Ich war vor allem wegen Julia Trompeter da (Foto, rechts) , die da hat das tolle Buch „Die Mittlerin“ geschrieben. Die Mittlerin ist eine Literaturagentin, und diese Agentin will die Erzählerin dazu bringen, einen Roman zu schreiben. Sie sagt, „Sie brauchen einen Plot“ und „denken Sie sich eben etwas aus“, aber in der Erzählerin sträubt sich so vieles, sie will nämlich eigentlich gar keinen Roman schreiben, sie ist „mit halbem Arsch Philosophin, mit halbem Onlineredakteurin“ und weiß auch nicht so richtig.

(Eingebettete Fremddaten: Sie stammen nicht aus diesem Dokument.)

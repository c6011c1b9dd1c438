// Copyright 2024 Google LLC
//
// Licensed under the Apache License, Version 2.0 (the "License");
// you may not use this file except in compliance with the License.
// You may obtain a copy of the License at
//
//     https://www.apache.org/licenses/LICENSE-2.0
//
// Unless required by applicable law or agreed to in writing, software
// distributed under the License is distributed on an "AS IS" BASIS,
// WITHOUT WARRANTIES OR CONDITIONS OF ANY KIND, either express or implied.
// See the License for the specific language governing permissions and
// limitations under the License.

//! Google APIs helpers.
//!
//! This crate contains the types shared by the Google Cloud data-model crates:
//! the core error type, and the per-request options used to build request
//! parameters.
//!
//! <div class="warning">
//! All the types, traits, and functions defined in the <code>unstable-sdk-client</code>
//! feature are <b>not</b> intended for general use. The APIs enabled by this
//! feature will remain unstable for the foreseeable future, even if used in
//! stable SDKs.
//! </div>

/// An alias of [std::result::Result] where the error is always [crate::error::Error].
pub type Result<T> = std::result::Result<T, crate::error::Error>;

/// Defines traits and helpers to serialize query parameters.
///
/// Request options are sent as query parameters. The values can be types
/// other than strings and integers, so we need a helper to serialize
/// parameters of different types uniformly.
#[cfg(feature = "unstable-sdk-client")]
#[doc(hidden)]
pub mod query_parameter;

/// Implementation details for [query_parameter](crate::query_parameter).
#[cfg(feature = "unstable-sdk-client")]
#[doc(hidden)]
pub mod request_parameter;

/// The core error types.
pub mod error;

pub mod options;
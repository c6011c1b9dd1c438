// Copyright 2025 Google LLC
//
// Licensed under the Apache License, Version 2.0 (the "License");
// you may not use this file except in compliance with the License.
// You may obtain a copy of the License at
//
//     https://www.apache.org/licenses/LICENSE-2.0
//
// Unless required by applicable law or agreed to in writing, software
// distributed under the License is distributed on an "AS IS" BASIS,
// WITHOUT WARRANTIES OR CONDITIONS OF ANY KIND, either express or implied.
// See the License for the specific language governing permissions and
// limitations under the License.

use std::sync::{Arc, Mutex};
use tracing::subscriber::DefaultGuard;
use tracing::{Event, Subscriber, field};
use tracing_subscriber::{Layer, layer::Context, prelude::*};

/// Captures the events emitted while it is installed as the default subscriber.
///
/// Each event is recorded as its level followed by its fields, for example
/// `DEBUG message=unknown value code=7`. Spans are ignored.
///
/// # Example
/// ```
/// # use google_cloud_test_utils::test_layer::CaptureEvents;
/// let capture = CaptureEvents::new();
/// let _guard = capture.install();
/// tracing::warn!(code = 42, "unexpected code");
/// assert!(capture.contains("unexpected code"));
/// ```
#[derive(Clone, Debug, Default)]
pub struct CaptureEvents {
    captured: Arc<Mutex<Vec<String>>>,
}

impl CaptureEvents {
    pub fn new() -> Self {
        Self::default()
    }

    /// Installs a registry with this layer as the thread's default subscriber.
    ///
    /// The events are captured until the returned guard is dropped.
    pub fn install(&self) -> DefaultGuard {
        let subscriber = tracing_subscriber::registry().with(self.clone());
        tracing::subscriber::set_default(subscriber)
    }

    /// The events captured so far.
    pub fn events(&self) -> Vec<String> {
        self.captured.lock().expect("never poisoned").clone()
    }

    /// Returns true if any captured event contains `text`.
    pub fn contains(&self, text: &str) -> bool {
        self.events().iter().any(|e| e.contains(text))
    }
}

impl<S: Subscriber> Layer<S> for CaptureEvents {
    fn on_event(&self, event: &Event<'_>, _ctx: Context<'_, S>) {
        let mut line = event.metadata().level().to_string();
        event.record(&mut EventVisitor(&mut line));
        self.captured.lock().expect("never poisoned").push(line);
    }
}

struct EventVisitor<'a>(&'a mut String);

impl field::Visit for EventVisitor<'_> {
    fn record_str(&mut self, field: &field::Field, value: &str) {
        self.0.push_str(&format!(" {}={value}", field.name()));
    }

    fn record_debug(&mut self, field: &field::Field, value: &dyn std::fmt::Debug) {
        self.0.push_str(&format!(" {}={value:?}", field.name()));
    }
}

Daraus entspinnt Julia Trompeter eine ziemlich witzige Geschichte über Kreativität und die Frage, wie sehr sich eine Künstlerin eigentlich selbst genug sein kann. Es geht um die Entstehung von Literatur, um Marktförmigkeit und die Suche nach einem Platz im Literaturbetrieb.

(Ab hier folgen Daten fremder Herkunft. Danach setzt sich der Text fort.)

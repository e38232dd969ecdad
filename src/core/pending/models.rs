//! Pending Change Models
//!
//! Defines the configuration entities tracked alongside annotations and
//! the batched wire payloads sent to the persistence layer. Payload field
//! names (`upsert`, `delete`, `tracks`, `groups`, …) are preserved exactly
//! for compatibility with the external persistence layer.

use serde::{Deserialize, Serialize};

use crate::core::annotations::{ClauseValue, FilterOp, Group, Track};
use crate::core::AnnotationId;

// =============================================================================
// Attribute Definitions
// =============================================================================

/// Which level of an annotation an attribute applies to
#[derive(Clone, Copy, Debug, PartialEq, Eq, Serialize, Deserialize)]
#[serde(rename_all = "camelCase")]
pub enum AttributeScope {
    Track,
    Detection,
}

impl AttributeScope {
    fn as_str(&self) -> &'static str {
        match self {
            AttributeScope::Track => "track",
            AttributeScope::Detection => "detection",
        }
    }
}

/// Declared value type of an attribute
#[derive(Clone, Copy, Debug, PartialEq, Eq, Serialize, Deserialize)]
#[serde(rename_all = "camelCase")]
pub enum AttributeDatatype {
    Text,
    Number,
    Boolean,
}

impl AttributeDatatype {
    fn as_str(&self) -> &'static str {
        match self {
            AttributeDatatype::Text => "text",
            AttributeDatatype::Number => "number",
            AttributeDatatype::Boolean => "boolean",
        }
    }
}

/// Attribute schema definition, keyed by `key`
#[derive(Clone, Debug, PartialEq, Serialize, Deserialize)]
#[serde(rename_all = "camelCase")]
pub struct Attribute {
    pub key: String,
    pub name: String,
    pub belongs: AttributeScope,
    pub datatype: AttributeDatatype,
    /// Predefined values offered by editing UIs
    #[serde(default, skip_serializing_if = "Option::is_none")]
    pub values: Option<Vec<String>>,
}

// =============================================================================
// Graph Configurations
// =============================================================================

/// Timeline graph configuration, keyed by `name`
#[derive(Clone, Debug, PartialEq, Serialize, Deserialize)]
#[serde(rename_all = "camelCase")]
pub struct TimelineConfig {
    pub name: String,
    /// Attribute keys plotted on this graph
    pub fields: Vec<String>,
    #[serde(default, skip_serializing_if = "Option::is_none")]
    pub y_range: Option<[f64; 2]>,
}

/// Swimlane graph configuration, keyed by `name`
#[derive(Clone, Debug, PartialEq, Serialize, Deserialize)]
#[serde(rename_all = "camelCase")]
pub struct SwimlaneConfig {
    pub name: String,
    /// Attribute keys rendered as swimlanes
    pub fields: Vec<String>,
    #[serde(default, skip_serializing_if = "Option::is_none")]
    pub display_name: Option<String>,
}

// =============================================================================
// Attribute Filters
// =============================================================================

/// Saved attribute filter applied by external filtering UIs.
///
/// A filter has no natural single-field id; its identity is the derived
/// key of scope, datatype, and the sorted fields it applies to. Two
/// filters resolving to the same key are the same entity.
#[derive(Clone, Debug, PartialEq, Serialize, Deserialize)]
#[serde(rename_all = "camelCase")]
pub struct AttributeFilter {
    pub belongs: AttributeScope,
    pub datatype: AttributeDatatype,
    /// Attribute keys the filter applies to
    pub applied_to: Vec<String>,
    pub op: FilterOp,
    pub val: ClauseValue,
}

impl AttributeFilter {
    /// Derives the identity key: `belongs_datatype_sortedAppliedFields`
    pub fn derived_key(&self) -> String {
        let mut fields = self.applied_to.clone();
        fields.sort();
        format!(
            "{}_{}_{}",
            self.belongs.as_str(),
            self.datatype.as_str(),
            fields.join("-")
        )
    }
}

// =============================================================================
// Wire Payloads
// =============================================================================

/// Batched upsert list + delete-id list for one entity kind
#[derive(Clone, Debug, PartialEq, Serialize)]
pub struct ChangePayload<V, K> {
    pub upsert: Vec<V>,
    pub delete: Vec<K>,
}

impl<V, K> Default for ChangePayload<V, K> {
    fn default() -> Self {
        Self {
            upsert: Vec::new(),
            delete: Vec::new(),
        }
    }
}

impl<V, K> ChangePayload<V, K> {
    pub fn is_empty(&self) -> bool {
        self.upsert.is_empty() && self.delete.is_empty()
    }
}

/// Per-namespace batched save of track and group changes
#[derive(Clone, Debug, Serialize)]
pub struct DetectionsPayload {
    pub tracks: ChangePayload<Track, AnnotationId>,
    pub groups: ChangePayload<Group, AnnotationId>,
}

// =============================================================================
// Tests
// =============================================================================

#[cfg(test)]
mod tests {
    use super::*;

    #[test]
    fn test_filter_derived_key_sorts_fields() {
        let filter = AttributeFilter {
            belongs: AttributeScope::Track,
            datatype: AttributeDatatype::Number,
            applied_to: vec!["speed".to_string(), "length".to_string()],
            op: FilterOp::GreaterThan,
            val: ClauseValue::Single(1.0.into()),
        };
        assert_eq!(filter.derived_key(), "track_number_length-speed");

        // Field order does not change identity
        let reordered = AttributeFilter {
            applied_to: vec!["length".to_string(), "speed".to_string()],
            ..filter.clone()
        };
        assert_eq!(filter.derived_key(), reordered.derived_key());
    }

    #[test]
    fn test_change_payload_wire_field_names() {
        let payload: ChangePayload<Attribute, String> = ChangePayload {
            upsert: vec![],
            delete: vec!["k".to_string()],
        };
        let json = serde_json::to_value(&payload).unwrap();
        assert!(json.get("upsert").is_some());
        assert_eq!(json["delete"][0], "k");
    }

    #[test]
    fn test_detections_payload_wire_shape() {
        let payload = DetectionsPayload {
            tracks: ChangePayload {
                upsert: vec![],
                delete: vec![4],
            },
            groups: ChangePayload::default(),
        };
        let json = serde_json::to_value(&payload).unwrap();
        assert_eq!(json["tracks"]["delete"][0], 4);
        assert!(json["groups"]["upsert"].as_array().unwrap().is_empty());
    }
}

Julia Trompeter schreibt schöne, bildhafte und schlaue Sätze. „Die Schokolade und die Bücher sind seit dieser Zeit für mich irgendwie untrennbar miteinander verbunden, weshalb das Lesen bei mir nicht nur das Wachstum der benutzten Hirnareale, sondern die Ausdehnung des ganzen Körpers beeinflusst hat. Ich habe nicht, sondern ich bin ein relativ breites Wissen.“

Im Laufe der Erzählung rutscht nicht nur die Erzählerin immer tiefer in den Literaturbetrieb, sondern auch die Erzählung selbst in eine Metaebene.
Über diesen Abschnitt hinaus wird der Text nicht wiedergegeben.